Der Song „Alsassinnée“, ein Wortspiel, das sich aus den Wörtern „Alsace“ und „assassinnée“ (ermordet) zusammensetzt, ist so unendlich kontraproduktiv, dass man sich fragen muss, was dieses Kollektiv mit dem Song eigentlich beabsichtigt. Denn der Song ist so etwas wie ein Abgesang auf das Elsass. Immerhin behaupten die „Künstler“, dass „nun nichts mehr übrig bleibt“, von dieser „lebendigen Weinbauregion, der Region der großen Weine, des Hopfens, des Sauerkrauts und des Weins“ – von dem das Kollektiv offenbar reichlich genossen hat, denn immerhin wird der Wein alleine in dieser Textzeile dreimal wiederholt – als ob der elsässische Weinbau nach der Gebietsreform nicht mehr existieren würde. Warum nach einer reinen Verwaltungsreform davon nichts mehr übrig bleiben soll, das wissen wohl nur die Mitglieder dieses Kollektivs.

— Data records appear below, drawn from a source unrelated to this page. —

//! Database models for projects and their lifecycle state machine.

use crate::types::{ClusterId, OrgId, ProjectId};
use chrono::{DateTime, Utc};
use serde::{Deserialize, Serialize};
use std::fmt;

/// Lifecycle state of a project.
///
/// Legal transitions form a directed graph (see [`ProjectStatus::can_transition_to`]):
///
/// ```text
/// CREATING -> PROVISIONING -> RUNNING <-> STOPPED
/// RUNNING | STOPPED | PROVISIONING -> DELETING -> DELETED
/// CREATING | PROVISIONING | DELETING -> FAILED
/// ```
///
/// DELETED and FAILED are terminal. FAILED is terminal for the creation
/// attempt; retrying means creating a new project.
#[derive(Debug, Clone, Copy, PartialEq, Eq, Hash, Serialize, Deserialize, sqlx::Type)]
#[sqlx(type_name = "project_status", rename_all = "snake_case")]
#[serde(rename_all = "snake_case")]
pub enum ProjectStatus {
    Creating,
    Provisioning,
    Running,
    Stopped,
    Deleting,
    Deleted,
    Failed,
}

impl ProjectStatus {
    /// Whether the state machine permits moving from `self` to `next`.
    ///
    /// This is the single authority on transition legality; every status
    /// UPDATE goes through a compare-and-set guarded by it, so a stop
    /// arriving after a delete has started can never resurrect the project.
    pub fn can_transition_to(self, next: ProjectStatus) -> bool {
        use ProjectStatus::*;
        match (self, next) {
            (Creating, Provisioning) => true,
            (Provisioning, Running) => true,
            (Running, Stopped) | (Stopped, Running) => true,
            (Running | Stopped | Provisioning, Deleting) => true,
            (Deleting, Deleted) => true,
            (Creating | Provisioning | Deleting, Failed) => true,
            _ => false,
        }
    }

    /// Terminal states accept no further transitions.
    pub fn is_terminal(self) -> bool {
        matches!(self, ProjectStatus::Deleted | ProjectStatus::Failed)
    }
}

impl fmt::Display for ProjectStatus {
    fn fmt(&self, f: &mut fmt::Formatter<'_>) -> fmt::Result {
        let s = match self {
            ProjectStatus::Creating => "creating",
            ProjectStatus::Provisioning => "provisioning",
            ProjectStatus::Running => "running",
            ProjectStatus::Stopped => "stopped",
            ProjectStatus::Deleting => "deleting",
            ProjectStatus::Deleted => "deleted",
            ProjectStatus::Failed => "failed",
        };
        write!(f, "{s}")
    }
}

/// Where a project's data lives: the shared multi-tenant cluster or a
/// dedicated container stack of its own.
#[derive(Debug, Clone, Copy, PartialEq, Eq, Serialize, Deserialize, sqlx::Type)]
#[sqlx(type_name = "placement", rename_all = "snake_case")]
#[serde(rename_all = "snake_case")]
pub enum Placement {
    Shared,
    Dedicated,
}

/// Database row for a project.
///
/// Rows are never physically removed by the orchestrator; deletion is the
/// DELETED status. `cluster_id` is set exactly once (shared placement) and
/// immutable afterwards.
#[derive(Debug, Clone, sqlx::FromRow)]
pub struct Project {
    pub id: ProjectId,
    pub name: String,
    pub org_id: OrgId,
    pub status: ProjectStatus,
    pub placement: Placement,
    pub backend: String,
    pub cluster_id: Option<ClusterId>,
    pub db_name: Option<String>,
    pub custom_domain: Option<String>,
    pub api_url: Option<String>,
    pub db_url: Option<String>,
    pub last_error: Option<String>,
    pub created_at: DateTime<Utc>,
}

/// Database request for creating a new project row (always in CREATING).
#[derive(Debug, Clone)]
pub struct ProjectCreateDBRequest {
    pub id: ProjectId,
    pub name: String,
    pub org_id: OrgId,
    pub placement: Placement,
    pub backend: String,
    pub cluster_id: Option<ClusterId>,
    pub db_name: Option<String>,
    pub custom_domain: Option<String>,
}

Je, je länger der Song dauert, desto unerträglicher wird der Text, der davon schwadroniert, dass das Elsass nun seinen Stolz verloren habe, ebenso wie seine Rechte und dass es nun eine Narbe trägt, die für immer sichtbar bleiben wird. Na dann. Öl auf die Mühlen der schrägen Autonomisten, die bis heute noch nicht so genau sagen können, was sie mit Parolen wie „Elsass frei“ und ähnlichem Blödsinn eigentlich genau meinen.

Da die jungen Mitglieder dieses Kollektivs das offenbar noch nicht richtig mitbekommen haben – nein, auch nach der Gebietsreform darf man im Elsass Sauerkraut essen und auch die hübschen Fachwerkhäuser, von denen laut Songtext „nichts mehr übrig ist“, müssen nicht abgerissen werden. Und man darf auch weiterhin den elsässischen Dialekt sprechen – zu dem es aber für den Song nicht gereicht hat: Der Song ist in lupenreinem Französisch gesungen. Seltsam für ein Kollektiv, dass sich die elsässische Identität auf die Fahne geschrieben hat, die es um jeden Preis zu verteidigen gilt. Und den die „Künstler“ wohl nicht gut genug beherrschen, um diesen unsäglichen Song auf Elsässische zu präsentieren.

Seltsam ist ebenfalls, dass der Autor dieses Textes gegenüber der Nachrichtenagentur AFP sagte, dass „man in diesem Song nichts Polemisches sehen sollte, da es sich nur um ein Kunstprojekt handelt“. Was die ganze Nummer noch etwas blöder macht. Denn wenn das keine Polemik ist, dann sollte man noch einmal den Begriff „Polemik“ definieren.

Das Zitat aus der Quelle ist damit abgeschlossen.